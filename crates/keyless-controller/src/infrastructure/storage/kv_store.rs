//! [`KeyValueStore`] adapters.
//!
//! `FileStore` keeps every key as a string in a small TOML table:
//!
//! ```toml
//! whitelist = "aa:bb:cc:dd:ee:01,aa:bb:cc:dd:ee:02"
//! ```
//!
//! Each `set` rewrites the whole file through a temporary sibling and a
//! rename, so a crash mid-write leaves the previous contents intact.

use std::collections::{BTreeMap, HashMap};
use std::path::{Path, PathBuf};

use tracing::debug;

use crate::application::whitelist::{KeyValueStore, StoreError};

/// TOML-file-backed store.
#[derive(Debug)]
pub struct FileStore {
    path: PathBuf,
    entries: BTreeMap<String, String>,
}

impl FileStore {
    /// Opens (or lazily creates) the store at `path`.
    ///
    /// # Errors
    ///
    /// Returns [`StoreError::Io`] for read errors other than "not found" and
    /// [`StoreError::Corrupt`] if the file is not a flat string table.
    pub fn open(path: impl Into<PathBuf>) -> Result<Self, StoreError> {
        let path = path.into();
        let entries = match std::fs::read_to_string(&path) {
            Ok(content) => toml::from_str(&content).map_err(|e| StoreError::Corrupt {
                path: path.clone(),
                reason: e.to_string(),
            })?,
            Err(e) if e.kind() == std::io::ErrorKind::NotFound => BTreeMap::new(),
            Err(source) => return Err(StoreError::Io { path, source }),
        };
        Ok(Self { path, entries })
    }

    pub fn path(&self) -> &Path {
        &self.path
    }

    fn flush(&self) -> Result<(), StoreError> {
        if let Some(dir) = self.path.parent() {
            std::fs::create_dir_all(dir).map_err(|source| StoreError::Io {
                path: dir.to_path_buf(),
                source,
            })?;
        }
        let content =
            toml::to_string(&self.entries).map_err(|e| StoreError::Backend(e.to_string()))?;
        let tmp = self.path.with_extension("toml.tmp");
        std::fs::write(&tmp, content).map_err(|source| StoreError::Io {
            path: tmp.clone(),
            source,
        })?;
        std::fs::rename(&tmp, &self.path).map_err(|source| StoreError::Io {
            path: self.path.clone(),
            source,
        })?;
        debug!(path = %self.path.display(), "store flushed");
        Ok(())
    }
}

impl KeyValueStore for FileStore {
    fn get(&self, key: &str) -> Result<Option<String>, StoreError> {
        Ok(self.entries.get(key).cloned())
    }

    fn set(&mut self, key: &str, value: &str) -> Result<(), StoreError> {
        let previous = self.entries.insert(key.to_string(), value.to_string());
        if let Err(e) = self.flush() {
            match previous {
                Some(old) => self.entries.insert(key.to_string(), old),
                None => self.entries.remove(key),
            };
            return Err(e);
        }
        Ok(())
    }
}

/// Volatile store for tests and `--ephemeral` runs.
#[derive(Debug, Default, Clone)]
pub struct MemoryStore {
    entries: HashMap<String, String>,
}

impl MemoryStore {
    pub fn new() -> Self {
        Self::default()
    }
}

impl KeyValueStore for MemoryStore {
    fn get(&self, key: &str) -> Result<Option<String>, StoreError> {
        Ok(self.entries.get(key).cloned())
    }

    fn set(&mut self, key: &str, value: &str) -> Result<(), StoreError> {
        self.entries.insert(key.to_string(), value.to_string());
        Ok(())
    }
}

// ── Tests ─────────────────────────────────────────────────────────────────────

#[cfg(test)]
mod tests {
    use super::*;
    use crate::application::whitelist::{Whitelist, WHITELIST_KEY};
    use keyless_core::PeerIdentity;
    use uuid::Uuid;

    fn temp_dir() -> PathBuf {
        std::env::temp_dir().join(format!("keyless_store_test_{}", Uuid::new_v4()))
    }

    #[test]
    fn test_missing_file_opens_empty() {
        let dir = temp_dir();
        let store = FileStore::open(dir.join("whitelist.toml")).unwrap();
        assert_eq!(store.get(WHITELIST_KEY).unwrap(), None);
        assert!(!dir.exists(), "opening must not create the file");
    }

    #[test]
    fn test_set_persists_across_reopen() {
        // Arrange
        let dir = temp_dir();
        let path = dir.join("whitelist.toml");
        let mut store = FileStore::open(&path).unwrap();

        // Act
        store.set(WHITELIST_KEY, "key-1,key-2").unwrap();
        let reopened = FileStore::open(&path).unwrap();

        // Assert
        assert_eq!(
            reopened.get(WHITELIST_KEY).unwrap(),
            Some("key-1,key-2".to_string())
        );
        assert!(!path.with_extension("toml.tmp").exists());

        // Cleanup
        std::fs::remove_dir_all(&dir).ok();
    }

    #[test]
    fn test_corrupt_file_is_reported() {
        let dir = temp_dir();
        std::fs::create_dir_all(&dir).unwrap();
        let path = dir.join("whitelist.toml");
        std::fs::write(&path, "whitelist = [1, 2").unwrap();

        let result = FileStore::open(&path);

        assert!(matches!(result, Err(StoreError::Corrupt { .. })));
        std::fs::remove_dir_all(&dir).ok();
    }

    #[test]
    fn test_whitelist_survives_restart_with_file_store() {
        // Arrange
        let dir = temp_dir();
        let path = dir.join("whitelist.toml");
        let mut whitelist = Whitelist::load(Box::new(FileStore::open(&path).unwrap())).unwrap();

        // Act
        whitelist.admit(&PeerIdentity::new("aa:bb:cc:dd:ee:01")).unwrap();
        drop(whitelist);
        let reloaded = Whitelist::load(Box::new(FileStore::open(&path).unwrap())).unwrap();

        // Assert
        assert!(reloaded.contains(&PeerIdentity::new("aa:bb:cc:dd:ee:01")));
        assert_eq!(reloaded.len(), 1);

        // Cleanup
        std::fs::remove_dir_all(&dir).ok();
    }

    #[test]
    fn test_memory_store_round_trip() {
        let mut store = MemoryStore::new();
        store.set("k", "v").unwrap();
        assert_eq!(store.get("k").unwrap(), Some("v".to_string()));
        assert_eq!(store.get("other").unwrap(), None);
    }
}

━━━━

#### Description of the task:
Copy every record shown above, exactly and completely.

#### Task output:
filename crates/keyless-controller/src/infrastructure/storage/kv_store.rs
//! [`KeyValueStore`] adapters.
//!
//! `FileStore` keeps every key as a string in a small TOML table:
//!
//! ```toml
//! whitelist = "aa:bb:cc:dd:ee:01,aa:bb:cc:dd:ee:02"
//! ```
//!
//! Each `set` rewrites the whole file through a temporary sibling and a
//! rename, so a crash mid-write leaves the previous contents intact.

use std::collections::{BTreeMap, HashMap};
use std::path::{Path, PathBuf};

use tracing::debug;

use crate::application::whitelist::{KeyValueStore, StoreError};

/// TOML-file-backed store.
#[derive(Debug)]
pub struct FileStore {
    path: PathBuf,
    entries: BTreeMap<String, String>,
}

impl FileStore {
    /// Opens (or lazily creates) the store at `path`.
    ///
    /// # Errors
    ///
    /// Returns [`StoreError::Io`] for read errors other than "not found" and
    /// [`StoreError::Corrupt`] if the file is not a flat string table.
    pub fn open(path: impl Into<PathBuf>) -> Result<Self, StoreError> {
        let path = path.into();
        let entries = match std::fs::read_to_string(&path) {
            Ok(content) => toml::from_str(&content).map_err(|e| StoreError::Corrupt {
                path: path.clone(),
                reason: e.to_string(),
            })?,
            Err(e) if e.kind() == std::io::ErrorKind::NotFound => BTreeMap::new(),
            Err(source) => return Err(StoreError::Io { path, source }),
        };
        Ok(Self { path, entries })
    }

    pub fn path(&self) -> &Path {
        &self.path
    }

    fn flush(&self) -> Result<(), StoreError> {
        if let Some(dir) = self.path.parent() {
            std::fs::create_dir_all(dir).map_err(|source| StoreError::Io {
                path: dir.to_path_buf(),
                source,
            })?;
        }
        let content =
            toml::to_string(&self.entries).map_err(|e| StoreError::Backend(e.to_string()))?;
        let tmp = self.path.with_extension("toml.tmp");
        std::fs::write(&tmp, content).map_err(|source| StoreError::Io {
            path: tmp.clone(),
            source,
        })?;
        std::fs::rename(&tmp, &self.path).map_err(|source| StoreError::Io {
            path: self.path.clone(),
            source,
        })?;
        debug!(path = %self.path.display(), "store flushed");
        Ok(())
    }
}

impl KeyValueStore for FileStore {
    fn get(&self, key: &str) -> Result<Option<String>, StoreError> {
        Ok(self.entries.get(key).cloned())
    }

    fn set(&mut self, key: &str, value: &str) -> Result<(), StoreError> {
        let previous = self.entries.insert(key.to_string(), value.to_string());
        if let Err(e) = self.flush() {
            match previous {
                Some(old) => self.entries.insert(key.to_string(), old),
                None => self.entries.remove(key),
            };
            return Err(e);
        }
        Ok(())
    }
}

/// Volatile store for tests and `--ephemeral` runs.
#[derive(Debug, Default, Clone)]
pub struct MemoryStore {
    entries: HashMap<String, String>,
}

impl MemoryStore {
    pub fn new() -> Self {
        Self::default()
    }
}

impl KeyValueStore for MemoryStore {
    fn get(&self, key: &str) -> Result<Option<String>, StoreError> {
        Ok(self.entries.get(key).cloned())
    }

    fn set(&mut self, key: &str, value: &str) -> Result<(), StoreError> {
        self.entries.insert(key.to_string(), value.to_string());
        Ok(())
    }
}

// ── Tests ─────────────────────────────────────────────────────────────────────

#[cfg(test)]
mod tests {
    use super::*;
    use crate::application::whitelist::{Whitelist, WHITELIST_KEY};
    use keyless_core::PeerIdentity;
    use uuid::Uuid;

    fn temp_dir() -> PathBuf {
        std::env::temp_dir().join(format!("keyless_store_test_{}", Uuid::new_v4()))
    }

    #[test]
    fn test_missing_file_opens_empty() {
        let dir = temp_dir();
        let store = FileStore::open(dir.join("whitelist.toml")).unwrap();
        assert_eq!(store.get(WHITELIST_KEY).unwrap(), None);
        assert!(!dir.exists(), "opening must not create the file");
    }

    #[test]
    fn test_set_persists_across_reopen() {
        // Arrange
        let dir = temp_dir();
        let path = dir.join("whitelist.toml");
        let mut store = FileStore::open(&path).unwrap();

        // Act
        store.set(WHITELIST_KEY, "key-1,key-2").unwrap();
        let reopened = FileStore::open(&path).unwrap();

        // Assert
        assert_eq!(
            reopened.get(WHITELIST_KEY).unwrap(),
            Some("key-1,key-2".to_string())
        );
        assert!(!path.with_extension("toml.tmp").exists());

        // Cleanup
        std::fs::remove_dir_all(&dir).ok();
    }

    #[test]
    fn test_corrupt_file_is_reported() {
        let dir = temp_dir();
        std::fs::create_dir_all(&dir).unwrap();
        let path = dir.join("whitelist.toml");
        std::fs::write(&path, "whitelist = [1, 2").unwrap();

        let result = FileStore::open(&path);

        assert!(matches!(result, Err(StoreError::Corrupt { .. })));
        std::fs::remove_dir_all(&dir).ok();
    }

    #[test]
    fn test_whitelist_survives_restart_with_file_store() {
        // Arrange
        let dir = temp_dir();
        let path = dir.join("whitelist.toml");
        let mut whitelist = Whitelist::load(Box::new(FileStore::open(&path).unwrap())).unwrap();

        // Act
        whitelist.admit(&PeerIdentity::new("aa:bb:cc:dd:ee:01")).unwrap();
        drop(whitelist);
        let reloaded = Whitelist::load(Box::new(FileStore::open(&path).unwrap())).unwrap();

        // Assert
        assert!(reloaded.contains(&PeerIdentity::new("aa:bb:cc:dd:ee:01")));
        assert_eq!(reloaded.len(), 1);

        // Cleanup
        std::fs::remove_dir_all(&dir).ok();
    }

    #[test]
    fn test_memory_store_round_trip() {
        let mut store = MemoryStore::new();
        store.set("k", "v").unwrap();
        assert_eq!(store.get("k").unwrap(), Some("v".to_string()));
        assert_eq!(store.get("other").unwrap(), None);
    }
}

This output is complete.